Exposition à la température de l’air et accidents du travail en extérieur : un effet significatif du froid dans l’Italie Centrale
Air temperature exposure and outdoor occupational injuries : a significant cold effect in central Italy

M. Morabito, M. Iannucilli, A. Crisci, V. Capecchi, A. Baldasseroni, S. Orlandini, G.F. Gensini Occupational and Environmental Medicine, 2014, vol 71, n°10, pp 713-716. Bibliographie.
L’objectif de cette enquête italienne était d’explorer l’effet à court terme de la température de l’air sur les accidents du travail en extérieur (AT en ext) dans l’Italie Centrale, en prenant également en compte différents facteurs géographiques et les branches professionnelles des travailleurs concernés. Les AT en ext pour toute la Toscane (Italie Centrale), survenus entre 2003 et 2010 (n = 162 399), ont été fournis par l’Institut National d’Assurances pour les accidents du travail et les maladies professionnelles. Des données météorologiques quotidiennes représentatives de la zone géographique étudiée ont été obtenues à partir des archives de ré-analyse de l’Agence Européenne de Ré-analyse Climatologique. Les relations entre les variations à court terme de la température de l’air et les AT en ext ont été étudiées au moyen de Modèles Additifs Généralisés.
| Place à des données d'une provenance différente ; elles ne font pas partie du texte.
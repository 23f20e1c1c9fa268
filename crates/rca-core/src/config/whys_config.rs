use serde::{Deserialize, Serialize};

use crate::constants::DEFAULT_MAX_CHAIN_LINKS;

/// What happens to a section whose cause stops being validated.
#[derive(Debug, Clone, Copy, PartialEq, Eq, Default, Serialize, Deserialize)]
#[serde(rename_all = "snake_case")]
pub enum RetentionPolicy {
    /// The section and its edits are dropped for good.
    #[default]
    Discard,
    /// The section is parked by name and restored if the same text is
    /// validated again.
    Restore,
}

impl RetentionPolicy {
    pub fn from_str_name(s: &str) -> Option<Self> {
        match s.trim().to_ascii_lowercase().as_str() {
            "discard" => Some(Self::Discard),
            "restore" => Some(Self::Restore),
            _ => None,
        }
    }
}

/// Behavior of the "5 Whys" editor.
#[derive(Debug, Clone, PartialEq, Serialize, Deserialize)]
#[serde(default)]
pub struct WhysConfig {
    /// Rightward extension is offered only while the last label component is
    /// below this value. Default: 5.
    pub max_chain_links: u32,
    /// Retention of sections whose cause is no longer validated. Default: discard.
    pub retention: RetentionPolicy,
}

impl Default for WhysConfig {
    fn default() -> Self {
        Self {
            max_chain_links: DEFAULT_MAX_CHAIN_LINKS,
            retention: RetentionPolicy::Discard,
        }
    }
}
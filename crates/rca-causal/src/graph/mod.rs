pub mod compaction;
pub mod invariants;
pub mod section_graph;
pub mod subtree;

pub use section_graph::SectionGraph;
use serde::{Deserialize, Serialize};

use crate::constants::{
    DEFAULT_CARD_HEIGHT, DEFAULT_CARD_WIDTH, DEFAULT_CELL_HEIGHT, DEFAULT_CELL_WIDTH,
};

/// Pixel dimensions of the section grid.
#[derive(Debug, Clone, PartialEq, Serialize, Deserialize)]
#[serde(default)]
pub struct LayoutConfig {
    /// Width of one grid column in pixels. Default: 200.
    pub cell_width: f64,
    /// Height of one grid row in pixels. Default: 190.
    pub cell_height: f64,
    /// Visual card width, at most `cell_width`. Default: 176.
    pub card_width: f64,
    /// Visual card height, at most `cell_height`. Default: 150.
    pub card_height: f64,
    /// Draw the validated-cause card at the vertical middle row of the
    /// section instead of its own row. Default: false.
    pub center_validated_cause: bool,
}

impl Default for LayoutConfig {
    fn default() -> Self {
        Self {
            cell_width: DEFAULT_CELL_WIDTH,
            cell_height: DEFAULT_CELL_HEIGHT,
            card_width: DEFAULT_CARD_WIDTH,
            card_height: DEFAULT_CARD_HEIGHT,
            center_validated_cause: false,
        }
    }
}
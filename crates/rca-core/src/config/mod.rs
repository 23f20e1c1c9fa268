pub mod layout_config;
pub mod rca_config;
pub mod whys_config;

pub use layout_config::LayoutConfig;
pub use rca_config::RcaConfig;
pub use whys_config::{RetentionPolicy, WhysConfig};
Les courbes exposition-réponse des AT en ext et des variations à court terme de la température de l’air montraient des augmentations significatives des AT en ext lorsque des conditions de froid survenaient. Le point de rupture de la température de l’air correspondait au dixième centile (- 0,8°C) des séries température de l’air au cours du temps dans cette enquête : une diminution de 1°C de la température au-dessous du dixième centile correspondait à une augmentation de 2,3 % (IC 1,3 à 3,3 %) des AT en ext dans l’ensemble de la Toscane. L’effet du froid était le plus fort dans les plaines, en particulier quand les AT en ext survenaient dans des véhicules autres que des voitures.
Aucune relation des accidents avec les températures extrêmes n’a été observée chez les travailleurs qui passent en général la moitié ou plus de leur temps en extérieur, comme les travailleurs du bâtiment, les agriculteurs ou les forestiers.
Cependant, ces derniers travailleurs en extérieur montraient des associations linéaires significatives des accidents avec des températures typiques (normales/extrêmes).
En conclusion, cette enquête portant sur une grande population met en lumière les effets significatifs et indépendants des variations de température de l’air à court terme (en particulier le froid) dans le déclenchement des AT en ext..
Ces résultats représentent la première étape vers le développement d’un système d’alerte, différencié géographiquement, de la santé au travail en extérieur en fonction de la température destinée à prévenir les accidents du travail en extérieur.